The distortion is also uneven, which is the sneaky part: work that lands in a status on Tuesday is measured honestly, work that lands on Friday is penalized. Same team, same diligence, different numbers — purely by the day of the week the transition happened.
Timezones: whose 9-to-5 is it?
The moment you count working hours you have to answer a second question: working hours where? A 9-to-5 window without a timezone is meaningless, and for distributed teams the wrong timezone quietly shifts every measurement by hours in one direction.
Business-hours counting in Time in Status is timezone-aware: you configure the timezone the working window applies to, and the clock advances during those hours regardless of where any individual viewer sits. The practical advice is boring and effective — pick the timezone where the measured work actually happens (usually where the reviewers or the bulk of the team sit), write it down next to your threshold policy, and resist per-person cleverness. One clock, applied consistently, beats a perfect clock nobody can reason about.
Enabling business hours in Time in Status
The counting mode lives in the app's settings, alongside the per-status thresholds. Setup takes a few minutes:

- Switch the counting mode from calendar to business hours and confirm the timezone. The option is timezone-aware, so the working window means your team's working window.
- Review your thresholds. Statuses are picked from your project's real workflow — live from Jira, not typed by hand — and each gets its own threshold. Values keep their meaning but change their strictness: "2 days" now means two working days, so a threshold you padded to survive weekends can usually be tightened.

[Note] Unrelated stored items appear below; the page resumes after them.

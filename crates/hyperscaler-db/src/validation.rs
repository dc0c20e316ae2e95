// Copyright 2026 Phillip Cloud
// Licensed under the Apache License, Version 2.0

use hyperscaler_app::{Catalog, Provider, ServiceRecord};
use url::Url;

#[derive(Debug, Clone, Copy, PartialEq, Eq)]
pub enum DataIssue {
    EmptyCategoryId,
    MissingTranslation,
    MissingProviderName,
    MalformedUrl,
}

impl std::fmt::Display for DataIssue {
    fn fmt(&self, f: &mut std::fmt::Formatter<'_>) -> std::fmt::Result {
        match self {
            Self::EmptyCategoryId => f.write_str("empty category id"),
            Self::MissingTranslation => f.write_str("missing translation"),
            Self::MissingProviderName => f.write_str("missing provider service name"),
            Self::MalformedUrl => f.write_str("malformed service URL"),
        }
    }
}

impl std::error::Error for DataIssue {}

/// One data-quality finding, located by record index and field name.
#[derive(Debug, Clone, PartialEq, Eq)]
pub struct RecordIssue {
    pub index: usize,
    pub issue: DataIssue,
    pub field: String,
}

impl std::fmt::Display for RecordIssue {
    fn fmt(&self, f: &mut std::fmt::Formatter<'_>) -> std::fmt::Result {
        write!(f, "record {}: {} ({})", self.index, self.issue, self.field)
    }
}

pub fn validate_catalog(catalog: &Catalog) -> Vec<RecordIssue> {
    let mut issues = Vec::new();
    for (index, record) in catalog.records().iter().enumerate() {
        validate_record(index, record, &mut issues);
    }
    issues
}

/// Accepts absolute http(s) URLs with a host.
pub fn check_url(raw: &str) -> Result<(), DataIssue> {
    let url = Url::parse(raw.trim()).map_err(|_| DataIssue::MalformedUrl)?;
    match url.scheme() {
        "http" | "https" if url.host_str().is_some() => Ok(()),
        _ => Err(DataIssue::MalformedUrl),
    }
}

fn validate_record(index: usize, record: &ServiceRecord, issues: &mut Vec<RecordIssue>) {
    let mut push = |issue: DataIssue, field: String| {
        issues.push(RecordIssue {
            index,
            issue,
            field,
        });
    };

    if record.category.trim().is_empty() {
        push(DataIssue::EmptyCategoryId, "category".to_owned());
    }
    for language in record.category_name.missing_languages() {
        push(
            DataIssue::MissingTranslation,
            format!("categoryName.{}", language.as_str()),
        );
    }
    for language in record.description.missing_languages() {
        push(
            DataIssue::MissingTranslation,
            format!("description.{}", language.as_str()),
        );
    }

    for provider in Provider::ALL {
        let service = record.provider(provider);
        let key = provider_key(provider);
        if service.name.trim().is_empty() {
            push(DataIssue::MissingProviderName, key.to_owned());
        }
        if let Some(url) = &service.url
            && let Err(issue) = check_url(url)
        {
            push(issue, format!("{key}Url"));
        }
    }
}

const fn provider_key(provider: Provider) -> &'static str {
    match provider {
        Provider::Aws => "aws",
        Provider::Azure => "azure",
        Provider::Gcp => "gcp",
        Provider::Oracle => "oracle",
        Provider::Cloudflare => "cloudflare",
    }
}
// Copyright 2026 Phillip Cloud
// Licensed under the Apache License, Version 2.0

mod config;
mod runtime;

use anyhow::{Context, Result, anyhow};
use config::Config;
use env_logger::{Builder, Env, Target};
use hyperscaler_app::i18n::{showing_range, translations};
use hyperscaler_app::{
    AppCommand, AppState, Catalog, KeyValueStore, LINK_BASE, Language, MemoryStore,
    Preferences, Provider, ViewLink, load_preferences, persist_pagination, restore_pagination,
};
use hyperscaler_db::{Store, validate_catalog};
use hyperscaler_tui::UiOptions;
use log::{info, warn};
use runtime::StoreRuntime;
use std::env;
use std::fs::{self, OpenOptions};
use std::path::{Path, PathBuf};

fn main() {
    if let Err(error) = run() {
        eprintln!("{error:#}");
        std::process::exit(1);
    }
}

fn run() -> Result<()> {
    let options = parse_cli_args(env::args().skip(1), Config::default_path()?)?;
    if options.show_help {
        print_help();
        return Ok(());
    }

    if options.print_config_path {
        println!("{}", options.config_path.display());
        return Ok(());
    }

    if options.print_example {
        print!("{}", Config::example_config(&options.config_path));
        return Ok(());
    }

    let config = Config::load(&options.config_path).with_context(|| {
        format!(
            "load config {}; run `hyperscaler --print-example-config` to generate a v1 template",
            options.config_path.display()
        )
    })?;
    init_logging(&config);

    let db_path = if options.ephemeral {
        PathBuf::from(":memory:")
    } else {
        config.db_path()?
    };
    if options.print_db_path {
        println!("{}", db_path.display());
        return Ok(());
    }

    let dataset_path = options
        .dataset_path
        .clone()
        .or_else(|| config.dataset_path());
    let catalog = hyperscaler_db::load_catalog(dataset_path.as_deref())?;

    if options.check_only {
        return check(&catalog, &db_path, options.ephemeral);
    }

    let store = open_store(&db_path, options.ephemeral);
    let mut state = start_state(catalog, &config, store.as_ref(), &options)?;

    if options.list {
        print!("{}", list_text(&state));
        return Ok(());
    }

    if options.print_link {
        println!("{}", state.view_link().to_url(LINK_BASE)?);
        return Ok(());
    }

    let mut runtime = StoreRuntime::new(store.as_ref());
    hyperscaler_tui::run_app(
        &mut state,
        &mut runtime,
        UiOptions {
            card_min_width: config.card_min_width(),
            system_prefers_dark: hyperscaler_tui::system_prefers_dark(),
        },
    )
}

#[derive(Debug, Clone, PartialEq, Eq)]
struct CliOptions {
    config_path: PathBuf,
    dataset_path: Option<PathBuf>,
    link: Option<String>,
    query: Option<String>,
    category: Option<String>,
    language: Option<Language>,
    page: Option<i64>,
    ephemeral: bool,
    list: bool,
    print_link: bool,
    print_config_path: bool,
    print_db_path: bool,
    print_example: bool,
    check_only: bool,
    show_help: bool,
}

impl CliOptions {
    fn new(config_path: PathBuf) -> Self {
        Self {
            config_path,
            dataset_path: None,
            link: None,
            query: None,
            category: None,
            language: None,
            page: None,
            ephemeral: false,
            list: false,
            print_link: false,
            print_config_path: false,
            print_db_path: false,
            print_example: false,
            check_only: false,
            show_help: false,
        }
    }
}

- Keep the at-risk buffer. The at-risk percentage flags issues approaching their threshold; with the weekend noise gone, that early-warning lane becomes trustworthy instead of just early.
Once switched, the mode applies everywhere consistently — the dashboard tiles, all five reports, and the issue panel count the same working hours, so a number seen in one view never contradicts another.

Switch once, then leave it alone
Trends only mean something when every scan counts the same way. Flipping between modes makes this week's average incomparable with last week's, so treat the counting mode as a one-time policy decision: switch, re-check your thresholds against a week of new numbers, and stop touching it.
When calendar time is the right choice
Business hours are the better default for internal flow metrics, but calendar time keeps real use cases — the test is simple: does the clock your audience cares about stop at 5pm?
- Customer-facing SLAs. If you promised a customer a resolution in three days, the customer's three days include the weekend. Measure the promise the way it was made.
- 24/7 operations. On-call rotations, incident queues and follow-the-sun support have no off-hours; calendar time is their business time.
- Compliance clocks. Regulatory response windows are usually defined in calendar days and do not care about your Fridays.
Plenty of teams legitimately need both views — working-hours thresholds to run the team, calendar figures to report a customer promise. The mistake is not choosing either mode; it is letting one number silently stand in for the other. Decide what each threshold is really promising, set the mode to match, and your Monday dashboard will finally say something about the team rather than the weekend.